12. Knowledge Sources / B. Perception / 2. Qualities in Perception / d. Secondary qualities
Phenol-thio-urea tastes bitter to three-quarters of people, but to the rest it is tasteless, so which is it? [Crane]
     Full Idea: Phenol-thio-urea tastes bitter to three-quarters of people, but to the rest it is tasteless. Is it really bitter, or really tasteless?
     From: Tim Crane (Elements of Mind [2001], 5.44)
     A reaction: A nice reinforcement of a classic Greek question. Good support for the primary/secondary distinction. Common sense, really.
12. Knowledge Sources / B. Perception / 4. Sense Data / a. Sense-data theory
The traditional supports for the sense datum theory were seeing double and specks before one's eyes [Crane]
     Full Idea: The traditional examples used to support the sense datum theory were seeing double and specks before one's eyes.
     From: Tim Crane (Elements of Mind [2001], 5.43)
     A reaction: Presumably, though, direct realists can move one eye, or having something wrong with a retina.
One can taste that the wine is sour, and one can also taste the sourness of the wine [Crane]
     Full Idea: One can taste that the wine is sour, and one can also taste the sourness of the wine.
     From: Tim Crane (Elements of Mind [2001], 5.42)
     A reaction: …so sense data are optional? We create sense data by objectifying them, but animals just taste the wine, and are direct realists. Tasting the sourness seems to be a case of abstraction.
12. Knowledge Sources / B. Perception / 4. Sense Data / d. Sense-data problems
The problems of perception disappear if it is a relation to an intentional state, not to an object or sense datum [Crane]
     Full Idea: The solution to the problem of perception is to deny that it is related to real objects (things or sense-data); rather, perception is an intentional state (with a subject, mode and content), a relation to the intentional content.
     From: Tim Crane (Elements of Mind [2001], 5.42)
     A reaction: Not clear. This definition makes it sound like a propositional attitude.
If we smell something we are aware of the smell separately, but we don't perceive a 'look' when we see [Crane]
     Full Idea: Visual perception seems to differ from some of the other senses; when we become aware of burning toast, we become aware of the smell, ...but we don't see a garden by seeing a 'look' of the garden.

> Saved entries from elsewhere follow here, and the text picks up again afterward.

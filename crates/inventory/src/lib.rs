//! `storefront-inventory` — stock records and reservation planning.
//!
//! Pure domain logic for all-or-nothing stock reservation: given a consistent
//! snapshot of stock records, either plan a decrement for every tracked line
//! or report every shortfall at once. Executing the plan transactionally is
//! the infrastructure layer's job.

pub mod reservation;
pub mod stock;

pub use reservation::{
    InsufficientStockError, InventoryLine, StockViolation, StockWrite, plan_reservation,
    validate_lines,
};
pub use stock::{ProductStockRecord, RawStockRecord};
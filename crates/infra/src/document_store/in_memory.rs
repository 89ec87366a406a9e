use std::collections::HashMap;
use std::sync::RwLock;

use async_trait::async_trait;
use serde_json::Value as JsonValue;

use super::r#trait::{
    DocumentStore, DocumentUpdate, FieldValue, Precondition, StoreError, VersionedDocument,
    WriteOp,
};

#[derive(Debug, Clone, PartialEq, Eq, Hash)]
struct DocKey {
    collection: String,
    id: String,
}

impl DocKey {
    fn new(collection: &str, id: &str) -> Self {
        Self {
            collection: collection.to_string(),
            id: id.to_string(),
        }
    }

    fn path(&self) -> String {
        format!("{}/{}", self.collection, self.id)
    }
}

/// In-memory versioned document store.
///
/// Intended for tests/dev. Not optimized for performance.
#[derive(Debug, Default)]
pub struct InMemoryDocumentStore {
    documents: RwLock<HashMap<DocKey, VersionedDocument>>,
}

impl InMemoryDocumentStore {
    pub fn new() -> Self {
        Self::default()
    }

    /// Seed a document outside any transaction (test/bootstrap convenience).
    pub fn seed(&self, collection: &str, id: &str, data: JsonValue) {
        let mut documents = self.documents.write().unwrap_or_else(|e| e.into_inner());
        documents.insert(
            DocKey::new(collection, id),
            VersionedDocument { data, version: 1 },
        );
    }

    /// Remove a document outside any transaction (test convenience).
    pub fn remove(&self, collection: &str, id: &str) {
        let mut documents = self.documents.write().unwrap_or_else(|e| e.into_inner());
        documents.remove(&DocKey::new(collection, id));
    }

    fn current_version(documents: &HashMap<DocKey, VersionedDocument>, key: &DocKey) -> u64 {
        documents.get(key).map(|d| d.version).unwrap_or(0)
    }
}

#[async_trait]
impl DocumentStore for InMemoryDocumentStore {
    async fn get(
        &self,
        collection: &str,
        id: &str,
    ) -> Result<Option<VersionedDocument>, StoreError> {
        let documents = self
            .documents
            .read()
            .map_err(|_| StoreError::Backend("lock poisoned".to_string()))?;
        Ok(documents.get(&DocKey::new(collection, id)).cloned())
    }

    async fn commit(
        &self,
        writes: Vec<WriteOp>,
        preconditions: Vec<Precondition>,
    ) -> Result<(), StoreError> {
        let mut documents = self
            .documents
            .write()
            .map_err(|_| StoreError::Backend("lock poisoned".to_string()))?;

        // Validate everything before mutating anything: commit is all-or-nothing.
        for pre in &preconditions {
            let key = DocKey::new(&pre.collection, &pre.id);
            let current = Self::current_version(&documents, &key);
            if current != pre.version {
                return Err(StoreError::Conflict(format!(
                    "{}: expected version {}, found {}",
                    key.path(),
                    pre.version,
                    current
                )));
            }
        }

        for write in &writes {
            if let DocumentUpdate::Merge(_) = write.update {
                let key = DocKey::new(&write.collection, &write.id);
                if !documents.contains_key(&key) {
                    return Err(StoreError::NotFound(key.path()));
                }
            }
        }

        for write in writes {
            let key = DocKey::new(&write.collection, &write.id);
            let next_version = Self::current_version(&documents, &key) + 1;
            match write.update {
                DocumentUpdate::Set(data) => {
                    documents.insert(
                        key,
                        VersionedDocument {
                            data,
                            version: next_version,
                        },
                    );
                }
                DocumentUpdate::Merge(fields) => {
                    // Existence checked above.
                    let doc = documents.get_mut(&key).ok_or_else(|| {
                        StoreError::Backend(format!("{} vanished mid-commit", key.path()))
                    })?;
                    if !doc.data.is_object() {
                        doc.data = JsonValue::Object(serde_json::Map::new());
                    }
                    let object = doc
                        .data
                        .as_object_mut()
                        .ok_or_else(|| StoreError::Backend("merge target not an object".to_string()))?;
                    for (field, value) in fields {
                        match value {
                            FieldValue::Set(v) => {
                                object.insert(field, v);
                            }
                            FieldValue::Increment(delta) => {
                                let current = object.get(&field).and_then(JsonValue::as_i64).unwrap_or(0);
                                object.insert(field, JsonValue::from(current + delta));
                            }
                        }
                    }
                    doc.version = next_version;
                }
            }
        }

        Ok(())
    }
}
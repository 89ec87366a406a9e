//! Infrastructure layer: document store, transactions, inventory ledger.

pub mod document_store;
pub mod ledger;
pub mod notify;


pub use document_store::{
    DocumentStore, DocumentUpdate, FieldValue, InMemoryDocumentStore, Precondition, StoreError,
    Transaction, TransactionError, VersionedDocument, WriteOp, run_transaction,
};
pub use ledger::{InventoryLedger, ReserveError, STOCK_COLLECTION};
pub use notify::{NoopNotifier, Notifier, StockEvent, spawn_notify};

     From: Tim Crane (Elements of Mind [2001], 5.40)
     A reaction: Interesting. Do blind people transfer this more direct perception to a different sense (e.g. the one they rely on most)?
12. Knowledge Sources / B. Perception / 6. Inference in Perception
If perception is much richer than our powers of description, this suggests that it is non-conceptual [Crane]
     Full Idea: The richness in information of perceptual experience outruns our modes of description of it, which has led some philosophers to claim that the content of perceptual experience is non-conceptual.
     From: Tim Crane (Elements of Mind [2001], 5.45)
     A reaction: It certainly implies that it can't be entirely conceptual, but it still may be that in humans concepts are always involved. Not when I'm waking up in the morning, though.
12. Knowledge Sources / B. Perception / 8. Adverbial Theory
The adverbial theory of perceptions says it is the experiences which have properties, not the objects [Crane]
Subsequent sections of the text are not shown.